133 Mass. 587 | Mass. | 1882
Benjamin B. Williams brought an action of contract against Marshall Williams; the defendant filed an answer containing a general denial, and also filed a declaration in set-off. Subsequently he was defaulted, and judgment was rendered against him on his default for 11398.83, and costs. Marshall Williams then brought this writ of review, and, upon the trial, Benjamin B. Williams, the original plaintiff, recovered a verdict of one dollar. Upon these facts, the Superior Court rightly ruled that the plaintiff in review was entitled to costs. The whole subject of costs upon writs of review is regulated by the Pub. Sts. c. 187, which is a reenactment and continuation of the provisions of law in force when this action was tried. By § 34, it is provided that “the prevailing party shall recover costs, unless the court in granting the review imposed on the petitioner terms respecting costs.” Section 35 provides that, “ if the sum recovered by the plaintiff in the original suit for debt or damages is reduced on the review, the original defendant shall have judgment and execution for the difference, with costs.”
A review is a new action, and the party who obtains in it a result more favorable to him than that of the original action is the prevailing party. Williams v. Hodge, 11 Met. 266. New Haven & Northampton Co. v. Northampton, 102 Mass. 116, 122. By the language of the statute, the plaintiff in review in this case is entitled to his costs, and it does not seem to admit of any other construction.
The defendant in review contends that, as the sum recovered by him in the original suit was reduced by set-off upon the trial on the review, the statute does not apply. We doubt
But as both parties have argued the question as the one intended to be presented, we have considered it, and are of opinion that the ground taken by the defendant in review is not tenable.

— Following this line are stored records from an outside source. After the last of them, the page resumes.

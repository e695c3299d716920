// SPDX-License-Identifier: LGPL-3.0-only
//
// This file is provided WITHOUT ANY WARRANTY;
// without even the implied warranty of MERCHANTABILITY
// or FITNESS FOR A PARTICULAR PURPOSE.

mod expression;
mod witness;
mod witness_map;

pub use expression::Expression;
pub use witness::Witness;
pub use witness_map::WitnessMap;
// SPDX-License-Identifier: LGPL-3.0-only
//
// This file is provided WITHOUT ANY WARRANTY;
// without even the implied warranty of MERCHANTABILITY
// or FITNESS FOR A PARTICULAR PURPOSE.

use std::path::Path;

use acirfx_config::AppConfig;
use acirfx_fixtures::FixtureArtifact;
use anyhow::{Context, Result};
use tracing::info;

use crate::cli::FixtureSource;
use crate::source;

pub async fn execute(source: &FixtureSource, config: &AppConfig, out: &Path) -> Result<()> {
    let fixture = source::resolve(source, config).await?;
    let contents = FixtureArtifact::from_fixture(&fixture).to_file_contents()?;

    if let Some(parent) = out.parent().filter(|p| !p.as_os_str().is_empty()) {
        tokio::fs::create_dir_all(parent).await?;
    }
    tokio::fs::write(out, contents)
        .await
        .with_context(|| format!("Could not write {}", out.display()))?;

    info!(fixture = %fixture.name, out = %out.display(), "fixture exported");
    println!("Wrote {} to {}", fixture.name, out.display());
    Ok(())
}

#[cfg(test)]
mod tests {
    use super::*;
    use acirfx_fixtures::schnorr_verify;
    use tempfile::tempdir;

    #[tokio::test]
    async fn test_export_matches_saved_artifact() {
        let temp = tempdir().unwrap();
        let config = AppConfig {
            fixtures_dir: temp.path().to_path_buf(),
            ..AppConfig::default()
        };
        let out = temp.path().join("out").join("schnorr_verify.json");
        execute(&FixtureSource::default(), &config, &out)
            .await
            .unwrap();

        let saved = temp.path().join("saved.json");
        FixtureArtifact::from_fixture(&schnorr_verify::fixture().unwrap())
            .save(&saved)
            .unwrap();

        assert_eq!(
            std::fs::read_to_string(&out).unwrap(),
            std::fs::read_to_string(&saved).unwrap()
        );
    }
}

In other parts of the statutes, careful provision is made as to what shall be the effect upon costs if the plaintiff’s claim is reduced by set-offs, it being provided that, although, as the general rule, if a plaintiff brings his action in the Superior Court and recovers a sum as debt or damages not exceeding twenty dollars, he shall recover no costs, yet this rule shall not apply if his claim as established at the trial exceeds twenty dollars, and is reduced to that amount or less by set-offs. Pub. Sts. c. 198, §§5,7.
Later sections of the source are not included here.